Your answer should be the lines of the material that include the word "struct".

(Beginning of Records shown)

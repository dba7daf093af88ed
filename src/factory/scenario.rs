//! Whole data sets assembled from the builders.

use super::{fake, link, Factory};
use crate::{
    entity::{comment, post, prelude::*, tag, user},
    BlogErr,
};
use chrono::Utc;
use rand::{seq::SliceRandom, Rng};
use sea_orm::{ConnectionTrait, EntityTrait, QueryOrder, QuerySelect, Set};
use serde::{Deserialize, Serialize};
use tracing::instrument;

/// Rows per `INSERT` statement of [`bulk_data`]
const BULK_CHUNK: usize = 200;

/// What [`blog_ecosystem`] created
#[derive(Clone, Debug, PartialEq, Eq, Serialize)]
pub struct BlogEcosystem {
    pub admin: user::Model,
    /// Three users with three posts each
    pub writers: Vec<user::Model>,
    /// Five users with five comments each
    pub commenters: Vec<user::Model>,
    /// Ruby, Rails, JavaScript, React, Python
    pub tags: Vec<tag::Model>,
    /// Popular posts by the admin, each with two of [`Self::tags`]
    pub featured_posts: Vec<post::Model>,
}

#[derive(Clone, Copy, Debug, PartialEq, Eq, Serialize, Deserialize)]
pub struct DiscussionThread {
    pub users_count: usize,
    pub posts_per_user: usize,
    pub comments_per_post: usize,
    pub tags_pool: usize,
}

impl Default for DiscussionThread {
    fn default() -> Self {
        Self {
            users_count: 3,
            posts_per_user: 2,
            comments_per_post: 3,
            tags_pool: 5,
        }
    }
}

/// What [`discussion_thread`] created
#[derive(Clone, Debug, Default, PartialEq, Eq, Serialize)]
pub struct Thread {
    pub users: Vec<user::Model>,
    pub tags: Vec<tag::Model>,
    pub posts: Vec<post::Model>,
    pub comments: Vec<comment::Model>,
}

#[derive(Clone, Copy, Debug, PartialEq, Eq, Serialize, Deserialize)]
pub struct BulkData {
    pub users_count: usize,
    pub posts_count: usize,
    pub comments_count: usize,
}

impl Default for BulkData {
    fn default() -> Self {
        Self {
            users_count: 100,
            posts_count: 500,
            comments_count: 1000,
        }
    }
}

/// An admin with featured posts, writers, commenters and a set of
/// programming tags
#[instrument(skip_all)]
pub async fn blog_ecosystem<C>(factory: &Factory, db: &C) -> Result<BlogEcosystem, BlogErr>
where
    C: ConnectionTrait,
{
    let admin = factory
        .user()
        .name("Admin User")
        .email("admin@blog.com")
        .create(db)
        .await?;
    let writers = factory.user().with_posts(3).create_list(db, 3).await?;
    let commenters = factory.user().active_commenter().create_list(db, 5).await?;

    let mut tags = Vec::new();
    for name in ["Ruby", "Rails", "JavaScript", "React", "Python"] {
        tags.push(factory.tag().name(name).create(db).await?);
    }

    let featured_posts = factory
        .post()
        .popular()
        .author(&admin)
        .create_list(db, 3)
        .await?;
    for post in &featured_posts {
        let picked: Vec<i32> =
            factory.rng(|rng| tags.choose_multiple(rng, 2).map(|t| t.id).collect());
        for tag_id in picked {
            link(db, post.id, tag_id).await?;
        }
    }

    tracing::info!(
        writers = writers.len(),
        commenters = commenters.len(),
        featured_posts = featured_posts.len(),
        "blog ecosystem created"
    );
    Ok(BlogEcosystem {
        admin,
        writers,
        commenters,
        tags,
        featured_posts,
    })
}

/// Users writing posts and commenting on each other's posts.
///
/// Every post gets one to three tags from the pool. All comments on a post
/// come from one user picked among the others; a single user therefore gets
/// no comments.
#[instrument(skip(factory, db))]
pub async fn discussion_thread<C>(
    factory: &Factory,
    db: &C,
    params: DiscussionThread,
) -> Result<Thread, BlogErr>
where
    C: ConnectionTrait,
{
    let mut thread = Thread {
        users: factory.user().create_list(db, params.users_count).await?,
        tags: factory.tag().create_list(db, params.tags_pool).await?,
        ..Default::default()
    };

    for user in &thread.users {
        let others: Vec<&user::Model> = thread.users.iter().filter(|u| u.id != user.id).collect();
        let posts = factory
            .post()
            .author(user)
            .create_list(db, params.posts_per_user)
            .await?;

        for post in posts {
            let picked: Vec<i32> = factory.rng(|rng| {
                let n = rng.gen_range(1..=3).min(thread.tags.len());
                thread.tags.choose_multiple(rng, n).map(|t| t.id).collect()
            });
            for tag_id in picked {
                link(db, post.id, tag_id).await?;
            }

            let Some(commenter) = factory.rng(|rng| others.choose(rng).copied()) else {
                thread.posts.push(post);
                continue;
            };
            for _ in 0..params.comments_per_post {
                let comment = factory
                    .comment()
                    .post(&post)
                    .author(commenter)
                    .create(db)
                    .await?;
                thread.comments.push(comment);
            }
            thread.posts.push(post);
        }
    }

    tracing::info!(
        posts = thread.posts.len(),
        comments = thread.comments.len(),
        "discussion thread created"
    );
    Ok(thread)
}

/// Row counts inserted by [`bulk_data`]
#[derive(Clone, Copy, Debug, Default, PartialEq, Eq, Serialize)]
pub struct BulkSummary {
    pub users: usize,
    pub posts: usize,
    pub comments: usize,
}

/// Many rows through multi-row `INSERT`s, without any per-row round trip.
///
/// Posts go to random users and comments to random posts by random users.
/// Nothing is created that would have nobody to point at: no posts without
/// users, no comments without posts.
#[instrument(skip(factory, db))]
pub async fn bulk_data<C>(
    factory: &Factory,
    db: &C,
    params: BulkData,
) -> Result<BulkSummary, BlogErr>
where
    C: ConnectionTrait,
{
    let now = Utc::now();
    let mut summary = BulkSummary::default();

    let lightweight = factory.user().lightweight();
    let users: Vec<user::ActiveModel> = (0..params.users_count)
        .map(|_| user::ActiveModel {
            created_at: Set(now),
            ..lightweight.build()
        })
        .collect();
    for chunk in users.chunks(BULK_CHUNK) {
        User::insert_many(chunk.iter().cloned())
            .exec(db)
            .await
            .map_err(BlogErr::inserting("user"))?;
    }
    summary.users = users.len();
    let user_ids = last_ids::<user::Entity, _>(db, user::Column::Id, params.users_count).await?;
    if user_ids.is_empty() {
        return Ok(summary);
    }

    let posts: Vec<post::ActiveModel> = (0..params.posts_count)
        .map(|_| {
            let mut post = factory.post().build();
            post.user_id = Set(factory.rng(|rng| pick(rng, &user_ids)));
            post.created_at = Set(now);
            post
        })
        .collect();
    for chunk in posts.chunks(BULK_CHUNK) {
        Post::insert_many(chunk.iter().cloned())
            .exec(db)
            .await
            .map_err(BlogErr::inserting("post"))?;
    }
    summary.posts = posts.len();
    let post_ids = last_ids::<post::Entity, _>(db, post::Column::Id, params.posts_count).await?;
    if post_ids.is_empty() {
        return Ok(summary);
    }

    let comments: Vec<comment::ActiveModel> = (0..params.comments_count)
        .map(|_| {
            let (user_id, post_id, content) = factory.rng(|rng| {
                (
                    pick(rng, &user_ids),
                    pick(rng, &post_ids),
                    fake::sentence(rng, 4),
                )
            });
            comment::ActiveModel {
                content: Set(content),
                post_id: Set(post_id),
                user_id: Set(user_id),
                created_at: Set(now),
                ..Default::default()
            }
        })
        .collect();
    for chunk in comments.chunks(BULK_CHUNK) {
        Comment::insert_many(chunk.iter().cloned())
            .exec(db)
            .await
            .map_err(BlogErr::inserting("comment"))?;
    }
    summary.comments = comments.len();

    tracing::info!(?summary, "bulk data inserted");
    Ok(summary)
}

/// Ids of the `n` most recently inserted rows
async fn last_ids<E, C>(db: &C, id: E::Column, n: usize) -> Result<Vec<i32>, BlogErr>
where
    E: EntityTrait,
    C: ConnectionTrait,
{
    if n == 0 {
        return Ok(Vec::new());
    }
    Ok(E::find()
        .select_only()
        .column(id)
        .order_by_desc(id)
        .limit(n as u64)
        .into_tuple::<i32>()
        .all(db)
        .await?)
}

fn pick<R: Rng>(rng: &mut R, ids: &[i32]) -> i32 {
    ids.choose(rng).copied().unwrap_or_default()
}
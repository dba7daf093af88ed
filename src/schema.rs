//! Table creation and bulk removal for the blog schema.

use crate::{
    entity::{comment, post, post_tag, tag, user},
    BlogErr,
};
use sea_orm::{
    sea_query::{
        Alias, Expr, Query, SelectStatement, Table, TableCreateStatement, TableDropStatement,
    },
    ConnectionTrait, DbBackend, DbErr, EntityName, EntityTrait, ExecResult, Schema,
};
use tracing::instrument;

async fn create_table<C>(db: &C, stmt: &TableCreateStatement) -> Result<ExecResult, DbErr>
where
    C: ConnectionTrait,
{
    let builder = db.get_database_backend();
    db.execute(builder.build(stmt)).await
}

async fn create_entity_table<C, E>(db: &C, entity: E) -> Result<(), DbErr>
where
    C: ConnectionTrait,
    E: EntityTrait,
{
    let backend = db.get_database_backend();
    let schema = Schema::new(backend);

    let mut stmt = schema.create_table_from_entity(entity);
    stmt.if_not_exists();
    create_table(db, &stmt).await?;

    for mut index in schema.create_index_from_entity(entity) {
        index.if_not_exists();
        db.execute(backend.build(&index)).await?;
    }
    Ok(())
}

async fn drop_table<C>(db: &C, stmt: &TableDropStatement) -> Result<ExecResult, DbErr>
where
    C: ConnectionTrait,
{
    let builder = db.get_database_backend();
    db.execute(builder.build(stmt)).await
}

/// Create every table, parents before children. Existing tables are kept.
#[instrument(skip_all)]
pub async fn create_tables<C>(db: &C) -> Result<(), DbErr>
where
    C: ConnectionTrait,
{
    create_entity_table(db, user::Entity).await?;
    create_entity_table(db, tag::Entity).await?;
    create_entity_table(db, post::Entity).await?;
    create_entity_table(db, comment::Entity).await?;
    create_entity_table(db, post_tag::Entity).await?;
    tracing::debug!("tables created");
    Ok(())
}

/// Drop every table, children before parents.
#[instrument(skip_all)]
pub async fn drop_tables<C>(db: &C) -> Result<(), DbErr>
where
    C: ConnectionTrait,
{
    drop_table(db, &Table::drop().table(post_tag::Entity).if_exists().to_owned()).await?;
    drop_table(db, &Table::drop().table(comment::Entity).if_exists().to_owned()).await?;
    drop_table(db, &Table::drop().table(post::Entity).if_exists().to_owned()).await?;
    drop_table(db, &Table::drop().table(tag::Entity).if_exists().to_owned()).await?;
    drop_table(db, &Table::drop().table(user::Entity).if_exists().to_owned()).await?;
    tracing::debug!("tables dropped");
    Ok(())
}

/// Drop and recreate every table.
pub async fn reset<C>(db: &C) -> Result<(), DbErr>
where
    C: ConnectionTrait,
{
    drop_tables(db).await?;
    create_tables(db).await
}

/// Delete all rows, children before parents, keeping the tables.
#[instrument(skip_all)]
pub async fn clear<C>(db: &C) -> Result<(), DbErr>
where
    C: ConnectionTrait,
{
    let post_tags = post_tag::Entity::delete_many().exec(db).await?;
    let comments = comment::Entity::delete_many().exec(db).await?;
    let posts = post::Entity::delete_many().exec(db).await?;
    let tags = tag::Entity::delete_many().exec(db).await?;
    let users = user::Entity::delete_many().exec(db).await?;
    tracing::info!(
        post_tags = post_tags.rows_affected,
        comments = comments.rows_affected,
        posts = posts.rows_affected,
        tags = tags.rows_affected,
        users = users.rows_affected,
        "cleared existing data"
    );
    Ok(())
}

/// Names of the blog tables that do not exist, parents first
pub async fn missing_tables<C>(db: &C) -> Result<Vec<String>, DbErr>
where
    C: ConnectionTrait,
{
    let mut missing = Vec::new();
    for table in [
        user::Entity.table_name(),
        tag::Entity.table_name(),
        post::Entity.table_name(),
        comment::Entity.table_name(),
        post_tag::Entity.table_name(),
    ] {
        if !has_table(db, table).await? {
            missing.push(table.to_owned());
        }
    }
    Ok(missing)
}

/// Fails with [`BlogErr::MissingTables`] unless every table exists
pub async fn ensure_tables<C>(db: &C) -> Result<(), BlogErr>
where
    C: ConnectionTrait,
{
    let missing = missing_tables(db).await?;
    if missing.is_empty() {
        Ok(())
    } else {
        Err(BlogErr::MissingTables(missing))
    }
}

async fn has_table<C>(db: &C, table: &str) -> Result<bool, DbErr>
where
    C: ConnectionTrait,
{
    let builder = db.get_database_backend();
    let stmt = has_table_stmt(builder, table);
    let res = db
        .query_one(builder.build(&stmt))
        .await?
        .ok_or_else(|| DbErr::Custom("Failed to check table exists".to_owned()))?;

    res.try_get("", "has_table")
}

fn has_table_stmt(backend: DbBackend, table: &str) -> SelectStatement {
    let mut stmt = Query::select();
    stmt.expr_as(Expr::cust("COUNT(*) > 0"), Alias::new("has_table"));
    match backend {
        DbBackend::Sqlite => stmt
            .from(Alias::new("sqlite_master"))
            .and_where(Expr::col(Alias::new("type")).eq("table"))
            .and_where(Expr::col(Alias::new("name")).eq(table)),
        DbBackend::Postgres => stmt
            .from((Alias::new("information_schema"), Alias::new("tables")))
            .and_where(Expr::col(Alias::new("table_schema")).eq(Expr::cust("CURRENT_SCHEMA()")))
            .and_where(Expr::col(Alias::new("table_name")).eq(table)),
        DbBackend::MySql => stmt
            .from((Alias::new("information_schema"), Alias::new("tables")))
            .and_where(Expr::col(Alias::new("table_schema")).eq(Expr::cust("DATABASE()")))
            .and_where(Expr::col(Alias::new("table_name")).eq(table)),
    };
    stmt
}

(End of Records shown)

• Written solution:
pub struct BlogEcosystem {
pub struct DiscussionThread {
pub struct Thread {
pub struct BulkData {
pub struct BulkSummary {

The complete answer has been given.